→ **Exercise**
Look through the records and copy every line in which "PriceBar" appears.

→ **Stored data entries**
________________________

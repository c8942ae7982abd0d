//! 수집 엔진의 공통 에러 타입.
//!
//! 원격 소스 조회 실패는 재시도 가능 여부에 따라 두 가지로만 분류합니다.

use std::time::Duration;
use thiserror::Error;

/// 조회(fetch) 에러.
#[derive(Debug, Clone, PartialEq, Eq, Error)]
pub enum FetchError {
    /// 재시도 가능한 에러 (타임아웃, 5xx, 요청 제한)
    #[error("일시적 조회 에러: {0}")]
    Transient(String),

    /// 재시도해도 소용없는 에러 (잘못된 종목 식별자, 잘못된 요청, 4xx)
    #[error("영구 조회 에러: {0}")]
    Permanent(String),
}

/// 조회 작업을 위한 Result 타입.
pub type FetchResult<T> = Result<T, FetchError>;

impl FetchError {
    /// 재시도 가능한 에러인지 확인합니다.
    pub fn is_retryable(&self) -> bool {
        matches!(self, FetchError::Transient(_))
    }

    /// HTTP 상태 코드로 에러를 분류합니다.
    ///
    /// 408, 429, 5xx는 일시적, 그 외 4xx는 영구 에러입니다.
    pub fn from_status(status: u16, message: impl Into<String>) -> Self {
        let message = format!("HTTP {}: {}", status, message.into());
        match status {
            408 | 425 | 429 | 500..=599 => FetchError::Transient(message),
            _ => FetchError::Permanent(message),
        }
    }

    /// 요청 타임아웃 에러.
    pub fn timeout(after: Duration) -> Self {
        FetchError::Transient(format!("요청 타임아웃 ({:.1}s)", after.as_secs_f64()))
    }

    /// 에러 메시지.
    pub fn message(&self) -> &str {
        match self {
            FetchError::Transient(msg) | FetchError::Permanent(msg) => msg,
        }
    }
}
//! 작업 단위 정의.

use chrono::{Duration, NaiveDate};
use serde::{Deserialize, Serialize};
use std::fmt;

use super::{DatasetKind, Instrument, InstrumentKey};

/// 양 끝을 포함하는 날짜 범위.
#[derive(Debug, Clone, Copy, PartialEq, Eq, Hash, Serialize, Deserialize)]
pub struct DateRange {
    pub start: NaiveDate,
    pub end: NaiveDate,
}

impl DateRange {
    /// 새 범위를 생성합니다. `start > end`이면 `None`.
    pub fn new(start: NaiveDate, end: NaiveDate) -> Option<Self> {
        (start <= end).then_some(Self { start, end })
    }

    /// 범위에 포함된 일 수.
    pub fn days(&self) -> i64 {
        (self.end - self.start).num_days() + 1
    }

    /// 날짜가 범위 안에 있는지 확인합니다.
    pub fn contains(&self, date: NaiveDate) -> bool {
        self.start <= date && date <= self.end
    }

    /// `start`부터 최대 `max_days`일까지의 첫 구간과 나머지 시작일을 반환합니다.
    pub fn split_first(&self, max_days: u32) -> (DateRange, Option<NaiveDate>) {
        let max_days = i64::from(max_days.max(1));
        // 날짜 범위를 넘어서면 나머지 전체가 한 구간
        match self.start.checked_add_signed(Duration::days(max_days - 1)) {
            Some(chunk_end) if chunk_end < self.end => (
                DateRange {
                    start: self.start,
                    end: chunk_end,
                },
                chunk_end.succ_opt(),
            ),
            _ => (*self, None),
        }
    }
}

impl fmt::Display for DateRange {
    fn fmt(&self, f: &mut fmt::Formatter<'_>) -> fmt::Result {
        write!(f, "{}..={}", self.start, self.end)
    }
}

/// 계획기가 만들고 디스패처가 소비하는 작업 단위.
///
/// 저장되지 않으며 언제든 커서 상태로부터 다시 계산할 수 있습니다.
#[derive(Debug, Clone, PartialEq, Eq)]
pub struct WorkItem {
    pub instrument: Instrument,
    pub dataset: DatasetKind,
    pub range: DateRange,
}

impl WorkItem {
    /// 서킷 브레이커 등에 사용하는 종목 키.
    pub fn instrument_key(&self) -> InstrumentKey {
        InstrumentKey {
            universe: self.dataset.universe(),
            id: self.instrument.id,
        }
    }
}

impl fmt::Display for WorkItem {
    fn fmt(&self, f: &mut fmt::Formatter<'_>) -> fmt::Result {
        write!(f, "{} {} [{}]", self.dataset, self.instrument, self.range)
    }
}
//! 통합 테스트 공통 도구.
#![allow(dead_code)]

use async_trait::async_trait;
use chrono::{Datelike, NaiveDate};
use ingest_collector::{IngestConfig, IngestEngine};
use ingest_core::{
    DatasetKind, DateRange, FetchError, FetchResult, IndexLevel, Instrument, InstrumentId,
    InvestorFlow, PriceBar, Record, Universe, UniverseEntry,
};
use ingest_data::{FetchClient, MemoryStore};
use rust_decimal::Decimal;
use std::collections::{HashMap, VecDeque};
use std::sync::{Arc, Mutex};

pub fn d(y: i32, m: u32, day: u32) -> NaiveDate {
    NaiveDate::from_ymd_opt(y, m, day).unwrap()
}

/// 조회 호출 기록
#[derive(Debug, Clone, PartialEq, Eq)]
pub struct Call {
    pub instrument_id: InstrumentId,
    pub dataset: DatasetKind,
    pub range: DateRange,
}

#[derive(Default)]
struct Script {
    /// 다음 호출들에서 순서대로 반환할 에러
    next_errors: HashMap<(InstrumentId, DatasetKind), VecDeque<FetchError>>,
    /// 항상 반환할 에러
    always: HashMap<(InstrumentId, DatasetKind), FetchError>,
    /// 특정 구간 시작일에 항상 반환할 에러
    chunk_errors: HashMap<(InstrumentId, DatasetKind, NaiveDate), FetchError>,
    /// 유니버스 목록 (없으면 목록 조회 미지원)
    universes: HashMap<Universe, Vec<UniverseEntry>>,
    calls: Vec<Call>,
}

/// 기간 안의 모든 날짜에 대해 레코드를 만들어 주는 가짜 조회 클라이언트.
///
/// 금요일은 휴장일로 취급해 레코드를 만들지 않습니다.
#[derive(Default)]
pub struct ScriptedFetchClient {
    script: Mutex<Script>,
}

impl ScriptedFetchClient {
    pub fn new() -> Arc<Self> {
        Arc::new(Self::default())
    }

    pub fn fail_next(&self, id: InstrumentId, dataset: DatasetKind, errors: Vec<FetchError>) {
        self.script
            .lock()
            .unwrap()
            .next_errors
            .entry((id, dataset))
            .or_default()
            .extend(errors);
    }

    pub fn fail_always(&self, id: InstrumentId, dataset: DatasetKind, error: FetchError) {
        self.script
            .lock()
            .unwrap()
            .always
            .insert((id, dataset), error);
    }

    pub fn fail_chunk(
        &self,
        id: InstrumentId,
        dataset: DatasetKind,
        start: NaiveDate,
        error: FetchError,
    ) {
        self.script
            .lock()
            .unwrap()
            .chunk_errors
            .insert((id, dataset, start), error);
    }

    pub fn set_universe(&self, universe: Universe, entries: Vec<UniverseEntry>) {
        self.script
            .lock()
            .unwrap()
            .universes
            .insert(universe, entries);
    }

    pub fn heal(&self) {
        let mut script = self.script.lock().unwrap();
        script.next_errors.clear();
        script.always.clear();
        script.chunk_errors.clear();
    }

    pub fn calls(&self) -> Vec<Call> {
        self.script.lock().unwrap().calls.clone()
    }

    pub fn calls_for(&self, id: InstrumentId, dataset: DatasetKind) -> Vec<DateRange> {
        self.calls()
            .into_iter()
            .filter(|c| c.instrument_id == id && c.dataset == dataset)
            .map(|c| c.range)
            .collect()
    }

    pub fn clear_calls(&self) {
        self.script.lock().unwrap().calls.clear();
    }
}

#[async_trait]
impl FetchClient for ScriptedFetchClient {
    async fn fetch(
        &self,
        instrument: &Instrument,
        dataset: DatasetKind,
        range: DateRange,
    ) -> FetchResult<Vec<Record>> {
        {
            let mut script = self.script.lock().unwrap();
            script.calls.push(Call {
                instrument_id: instrument.id,
                dataset,
                range,
            });

            let key = (instrument.id, dataset);
            if let Some(err) = script.always.get(&key) {
                return Err(err.clone());
            }
            if let Some(err) = script.chunk_errors.get(&(instrument.id, dataset, range.start)) {
                return Err(err.clone());
            }
            if let Some(err) = script.next_errors.get_mut(&key).and_then(VecDeque::pop_front) {
                return Err(err);
            }
        }

        Ok(trading_days(range)
            .map(|date| record(dataset, date))
            .collect())
    }

    async fn list_universe(&self, universe: Universe) -> FetchResult<Vec<UniverseEntry>> {
        self.script
            .lock()
            .unwrap()
            .universes
            .get(&universe)
            .cloned()
            .ok_or_else(|| FetchError::Permanent(format!("no listing for {universe}")))
    }
}

/// 기간 안의 거래일 (금요일 제외).
pub fn trading_days(range: DateRange) -> impl Iterator<Item = NaiveDate> {
    range
        .start
        .iter_days()
        .take_while(move |date| *date <= range.end)
        .filter(|date| date.weekday() != chrono::Weekday::Fri)
}

pub fn trading_day_count(start: NaiveDate, end: NaiveDate) -> usize {
    trading_days(DateRange::new(start, end).unwrap()).count()
}

/// 날짜로부터 결정적인 값을 가진 레코드.
pub fn record(dataset: DatasetKind, date: NaiveDate) -> Record {
    let base = i64::from(date.ordinal()) * 10;
    match dataset {
        DatasetKind::Prices => Record::Price(PriceBar {
            date,
            open: base,
            high: base + 5,
            low: base - 5,
            close: base + 1,
            final_price: base + 2,
            volume: 1_000,
            value: (base + 2) * 1_000,
            trade_count: 10,
            adjusted_open: None,
            adjusted_high: None,
            adjusted_low: None,
            adjusted_close: None,
            adjusted_final: Some(base + 2),
            adjusted_volume: None,
        }),
        DatasetKind::InvestorFlows => Record::InvestorFlow(InvestorFlow {
            date,
            individual_buy_count: 12,
            institutional_buy_count: 3,
            individual_sell_count: 9,
            institutional_sell_count: 4,
            individual_buy_volume: base * 100,
            institutional_buy_volume: base * 50,
            individual_sell_volume: base * 90,
            institutional_sell_volume: base * 60,
            individual_buy_value: base * 1_000,
            institutional_buy_value: base * 500,
            individual_sell_value: base * 900,
            institutional_sell_value: base * 600,
        }),
        DatasetKind::IndexLevels | DatasetKind::SectorIndexLevels => {
            let level = IndexLevel {
                date,
                open: Decimal::from(base),
                high: Decimal::from(base + 5),
                low: Decimal::from(base - 5),
                close: Decimal::from(base + 1),
                adjusted_close: None,
                volume: Some(1_000),
            };
            if dataset == DatasetKind::IndexLevels {
                Record::IndexLevel(level)
            } else {
                Record::SectorIndexLevel(level)
            }
        }
    }
}

/// 테스트용 엔진 설정: 빠른 속도 제한, 짧은 백오프, 지터 없음.
pub fn test_config() -> IngestConfig {
    IngestConfig {
        rate_limit_per_second: 1_000.0,
        rate_limit_burst: 1_000,
        backoff_base_delay_ms: 10,
        backoff_max_delay_ms: 100,
        backoff_jitter: false,
        concurrency: 4,
        refresh_universe: false,
        ..Default::default()
    }
}

/// `count`개 주식 종목(ID 1..=count)을 등록합니다.
pub fn seed_stocks(store: &MemoryStore, count: i64, listing: NaiveDate) {
    for id in 1..=count {
        store.add_instrument(
            Universe::Stocks,
            Instrument::new(id, format!("STK{id}"), format!("IRO1STK{id:05}")).with_listing_date(listing),
        );
    }
}

pub struct Harness {
    pub store: Arc<MemoryStore>,
    pub client: Arc<ScriptedFetchClient>,
    pub engine: IngestEngine,
}

pub fn harness(config: IngestConfig) -> Harness {
    let store = Arc::new(MemoryStore::new());
    let client = ScriptedFetchClient::new();
    let engine = IngestEngine::new(store.clone(), client.clone(), config).unwrap();
    Harness {
        store,
        client,
        engine,
    }
}
//! 수집 엔진 설정.
//!
//! 엔진은 전역 상태를 읽지 않고 생성 시 전달받은 `IngestConfig`만 사용합니다.
//! 설정은 `IngestConfig::load` 하나로 만들며 기본값, TOML 파일, `INGEST_*`
//! 환경변수 순서로 덮어씁니다.

use chrono::NaiveDate;
use chrono_tz::Tz;
use ingest_core::DatasetKind;
use serde::{Deserialize, Serialize};
use config::builder::DefaultState;
use config::ConfigBuilder;
use std::collections::HashMap;
use std::path::Path;
use std::time::Duration;

use crate::error::CollectorError;
use crate::Result;

/// 엔진 설정 환경변수 접두사
const ENV_PREFIX: &str = "INGEST";

/// 허용하는 최소 초당 요청 수 (1000초에 1회)
pub const MIN_RATE_PER_SECOND: f64 = 0.001;

/// 허용하는 최대 작업 단위 일 수 (약 100년)
pub const MAX_CHUNK_DAYS: u32 = 36_600;

/// 엔진 설정.
#[derive(Debug, Clone, Deserialize, Serialize)]
#[serde(default)]
pub struct IngestConfig {
    /// 작업 단위 하나가 담는 최대 일 수
    pub max_chunk_days: u32,
    /// 동시에 처리하는 최대 작업 단위 수
    pub concurrency: usize,
    /// 초당 원격 요청 수 (전체 워커 공유)
    pub rate_limit_per_second: f64,
    /// 순간 허용 요청 수 (1이면 고정 간격)
    pub rate_limit_burst: u32,
    /// 일시적 에러에 대한 최대 시도 횟수 (첫 시도 포함)
    pub retry_max_attempts: u32,
    /// 백오프 기본 지연 (밀리초)
    pub backoff_base_delay_ms: u64,
    /// 백오프 최대 지연 (밀리초)
    pub backoff_max_delay_ms: u64,
    /// 백오프 지연에 ±25% 지터 적용
    pub backoff_jitter: bool,
    /// 요청 타임아웃 (초)
    pub request_timeout_secs: u64,
    /// 종목별 연속 실패 허용 횟수 (0이면 서킷 브레이커 비활성)
    pub circuit_breaker_threshold: u32,
    /// 트랜잭션당 최대 레코드 수
    pub persist_batch_size: usize,
    /// 연속 실행 주기 (초)
    pub continuous_interval_secs: u64,
    /// 상장일을 모르는 종목의 수집 시작일
    pub default_listing_date: NaiveDate,
    /// "오늘"을 계산할 시장 시간대
    pub market_timezone: String,
    /// 기본 수집 대상 데이터셋
    pub datasets: Vec<DatasetKind>,
    /// 실행마다 계획 전에 원격 종목 목록으로 유니버스를 동기화
    pub refresh_universe: bool,
}

fn default_listing_date() -> NaiveDate {
    NaiveDate::from_ymd_opt(2001, 3, 25).unwrap_or(NaiveDate::MIN)
}

impl Default for IngestConfig {
    fn default() -> Self {
        Self {
            max_chunk_days: 90,
            concurrency: 8,
            rate_limit_per_second: 5.0,
            rate_limit_burst: 1,
            retry_max_attempts: 3,
            backoff_base_delay_ms: 1_000,
            backoff_max_delay_ms: 30_000,
            backoff_jitter: true,
            request_timeout_secs: 30,
            circuit_breaker_threshold: 3,
            persist_batch_size: 100,
            continuous_interval_secs: 24 * 60 * 60,
            default_listing_date: default_listing_date(),
            market_timezone: "Asia/Tehran".to_string(),
            datasets: DatasetKind::ALL.to_vec(),
            refresh_universe: true,
        }
    }
}

impl IngestConfig {
    /// 설정을 로드합니다.
    ///
    /// 기본값 위에 TOML 파일(있으면), 그 위에 `INGEST_*` 환경변수를 덮어씁니다.
    /// `.env` 파일이 있으면 먼저 읽습니다. 예: `INGEST_MAX_CHUNK_DAYS=30`,
    /// `INGEST_DATASETS=prices,index_levels`.
    pub fn load(path: Option<&Path>) -> Result<Self> {
        dotenvy::dotenv().ok();
        Self::from_sources(path, None)
    }

    /// TOML 문자열에서 설정을 로드합니다 (환경변수 무시).
    pub fn from_toml_str(toml: &str) -> Result<Self> {
        let builder = config::Config::builder()
            .add_source(config::File::from_str(toml, config::FileFormat::Toml));
        Self::build(builder, Some(HashMap::new()))
    }

    /// `env`가 `None`이면 프로세스 환경변수를 사용합니다.
    fn from_sources(path: Option<&Path>, env: Option<HashMap<String, String>>) -> Result<Self> {
        let mut builder = config::Config::builder();
        if let Some(path) = path {
            builder = builder.add_source(config::File::from(path));
        }
        Self::build(builder, env)
    }

    fn build(
        builder: ConfigBuilder<DefaultState>,
        env: Option<HashMap<String, String>>,
    ) -> Result<Self> {
        let config: Self = builder
            .add_source(
                config::Environment::with_prefix(ENV_PREFIX)
                    .try_parsing(true)
                    .list_separator(",")
                    .with_list_parse_key("datasets")
                    .source(env),
            )
            .build()?
            .try_deserialize()?;
        config.validate()?;
        Ok(config)
    }

    /// 설정 값을 검증합니다.
    pub fn validate(&self) -> Result<()> {
        let fail = |msg: &str| Err(CollectorError::Config(msg.to_string()));

        if self.max_chunk_days == 0 || self.max_chunk_days > MAX_CHUNK_DAYS {
            return Err(CollectorError::Config(format!(
                "max_chunk_days must be between 1 and {}",
                MAX_CHUNK_DAYS
            )));
        }
        if self.concurrency == 0 {
            return fail("concurrency must be at least 1");
        }
        if !(self.rate_limit_per_second.is_finite()
            && self.rate_limit_per_second >= MIN_RATE_PER_SECOND)
        {
            return Err(CollectorError::Config(format!(
                "rate_limit_per_second must be a finite value of at least {}",
                MIN_RATE_PER_SECOND
            )));
        }
        if self.rate_limit_burst == 0 {
            return fail("rate_limit_burst must be at least 1");
        }
        if self.retry_max_attempts == 0 {
            return fail("retry_max_attempts must be at least 1");
        }
        if self.persist_batch_size == 0 {
            return fail("persist_batch_size must be at least 1");
        }
        if self.request_timeout_secs == 0 {
            return fail("request_timeout_secs must be at least 1");
        }
        self.timezone()?;
        Ok(())
    }

    /// 시장 시간대.
    pub fn timezone(&self) -> Result<Tz> {
        self.market_timezone
            .parse::<Tz>()
            .map_err(|e| CollectorError::Config(format!("market_timezone: {}", e)))
    }

    /// 백오프 기본 지연.
    pub fn backoff_base_delay(&self) -> Duration {
        Duration::from_millis(self.backoff_base_delay_ms)
    }

    /// 백오프 최대 지연.
    pub fn backoff_max_delay(&self) -> Duration {
        Duration::from_millis(self.backoff_max_delay_ms)
    }

    /// 요청 타임아웃.
    pub fn request_timeout(&self) -> Duration {
        Duration::from_secs(self.request_timeout_secs)
    }

    /// 연속 실행 주기.
    pub fn continuous_interval(&self) -> Duration {
        Duration::from_secs(self.continuous_interval_secs)
    }
}

/// 바이너리 실행 설정 (엔진 설정 + 협력자 연결 정보).
#[derive(Debug, Clone)]
pub struct CollectorConfig {
    /// 데이터베이스 URL
    pub database_url: String,
    /// 원격 데이터 게이트웨이 URL
    pub source_base_url: String,
    /// 엔진 설정
    pub ingest: IngestConfig,
}

impl CollectorConfig {
    /// 설정 파일(선택)과 환경변수에서 설정 로드.
    ///
    /// `DATABASE_URL`과 `SOURCE_BASE_URL`은 환경변수로만 받습니다.
    pub fn load(path: Option<&Path>) -> Result<Self> {
        let ingest = IngestConfig::load(path)?;

        let database_url = std::env::var("DATABASE_URL").map_err(|_| {
            CollectorError::Config("DATABASE_URL 환경변수가 설정되지 않았습니다".to_string())
        })?;
        let source_base_url = std::env::var("SOURCE_BASE_URL").map_err(|_| {
            CollectorError::Config("SOURCE_BASE_URL 환경변수가 설정되지 않았습니다".to_string())
        })?;

        Ok(Self {
            database_url,
            source_base_url,
            ingest,
        })
    }
}
//! 실행 결과 통계.

use ingest_core::{DatasetKind, DateRange, InstrumentId, Universe, WorkItem};
use serde::{Deserialize, Serialize};
use std::time::Duration;

/// 작업 단위 실패 분류
#[derive(Debug, Clone, Copy, PartialEq, Eq, Serialize, Deserialize)]
#[serde(rename_all = "snake_case")]
pub enum FailureClass {
    /// 재시도 횟수 소진
    Transient,
    /// 재시도 불가 에러 또는 서킷 오픈
    Permanent,
    /// upsert 또는 커서 갱신 실패
    Persist,
    /// 저장소 전체 사용 불가
    StoreUnavailable,
}

/// 실패한 작업 단위 기록
#[derive(Debug, Clone, Serialize, Deserialize)]
pub struct ItemFailure {
    pub instrument_id: InstrumentId,
    pub ticker: String,
    pub dataset: DatasetKind,
    pub range: DateRange,
    pub class: FailureClass,
    pub message: String,
}

impl ItemFailure {
    /// 작업 단위와 에러 메시지로 실패 기록을 만듭니다.
    pub fn new(item: &WorkItem, class: FailureClass, message: impl Into<String>) -> Self {
        Self {
            instrument_id: item.instrument.id,
            ticker: item.instrument.ticker.clone(),
            dataset: item.dataset,
            range: item.range,
            class,
            message: message.into(),
        }
    }
}

/// 유니버스 동기화 결과
#[derive(Debug, Clone, PartialEq, Eq, Serialize, Deserialize)]
pub struct UniverseSyncReport {
    pub universe: Universe,
    /// 원격에서 받은 항목 수 (중복 제거 후)
    pub fetched: usize,
    pub inserted: u64,
    pub updated: u64,
    pub deactivated: u64,
    /// 목록 조회 실패 사유 (실패하면 저장소는 건드리지 않음)
    #[serde(default, skip_serializing_if = "Option::is_none")]
    pub error: Option<String>,
}

impl UniverseSyncReport {
    /// 아무것도 반영하지 않은 결과.
    pub fn unchanged(universe: Universe) -> Self {
        Self {
            universe,
            fetched: 0,
            inserted: 0,
            updated: 0,
            deactivated: 0,
            error: None,
        }
    }
}

/// `run_once` / `rebuild` 실행 결과
#[derive(Debug, Clone, Default, Serialize, Deserialize)]
pub struct RunSummary {
    /// 계획된 작업 단위 수
    pub items_planned: usize,
    /// 저장까지 완료된 작업 단위 수
    pub items_succeeded: usize,
    /// 실패한 작업 단위 수
    pub items_failed: usize,
    /// 같은 레인의 앞선 실패로 건너뛴 작업 단위 수
    pub items_skipped: usize,
    /// 기록된 레코드 수
    pub records_written: usize,
    /// 실패 상세
    pub failures: Vec<ItemFailure>,
    /// 계획 전에 수행한 유니버스 동기화 결과
    #[serde(default, skip_serializing_if = "Vec::is_empty")]
    pub universes: Vec<UniverseSyncReport>,
    /// 소요 시간
    #[serde(skip)]
    pub elapsed: Duration,
}

impl RunSummary {
    /// 빈 통계 객체 생성
    pub fn new() -> Self {
        Self::default()
    }

    /// 다른 실행 결과를 합칩니다.
    pub fn merge(&mut self, other: RunSummary) {
        self.items_planned += other.items_planned;
        self.items_succeeded += other.items_succeeded;
        self.items_failed += other.items_failed;
        self.items_skipped += other.items_skipped;
        self.records_written += other.records_written;
        self.failures.extend(other.failures);
        self.universes.extend(other.universes);
        self.elapsed += other.elapsed;
    }

    /// 실패 기록 추가
    pub fn record_failure(&mut self, failure: ItemFailure) {
        self.items_failed += 1;
        self.failures.push(failure);
    }

    /// 성공률 계산 (%)
    pub fn success_rate(&self) -> f64 {
        if self.items_planned == 0 {
            0.0
        } else {
            (self.items_succeeded as f64 / self.items_planned as f64) * 100.0
        }
    }

    /// 성공이 하나도 없고 모든 실패가 저장소 사용 불가인 경우.
    pub fn is_total_store_failure(&self) -> bool {
        self.items_succeeded == 0
            && !self.failures.is_empty()
            && self
                .failures
                .iter()
                .all(|f| f.class == FailureClass::StoreUnavailable)
    }

    /// 통계 요약 로그 출력
    pub fn log_summary(&self, operation: &str) {
        tracing::info!(
            operation = operation,
            planned = self.items_planned,
            succeeded = self.items_succeeded,
            failed = self.items_failed,
            skipped = self.items_skipped,
            records = self.records_written,
            success_rate = format!("{:.1}%", self.success_rate()),
            elapsed = format!("{:.1}s", self.elapsed.as_secs_f64()),
            "수집 완료"
        );
        for report in &self.universes {
            tracing::info!(
                universe = %report.universe,
                fetched = report.fetched,
                inserted = report.inserted,
                updated = report.updated,
                deactivated = report.deactivated,
                error = report.error.as_deref().unwrap_or("-"),
                "유니버스 동기화"
            );
        }
        for failure in &self.failures {
            tracing::warn!(
                ticker = %failure.ticker,
                dataset = %failure.dataset,
                range = %failure.range,
                class = ?failure.class,
                error = %failure.message,
                "작업 실패"
            );
        }
    }
}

________________________

→ **Problem solution**
    InvestorFlow, PriceBar, Record, Universe, UniverseEntry,
        DatasetKind::Prices => Record::Price(PriceBar {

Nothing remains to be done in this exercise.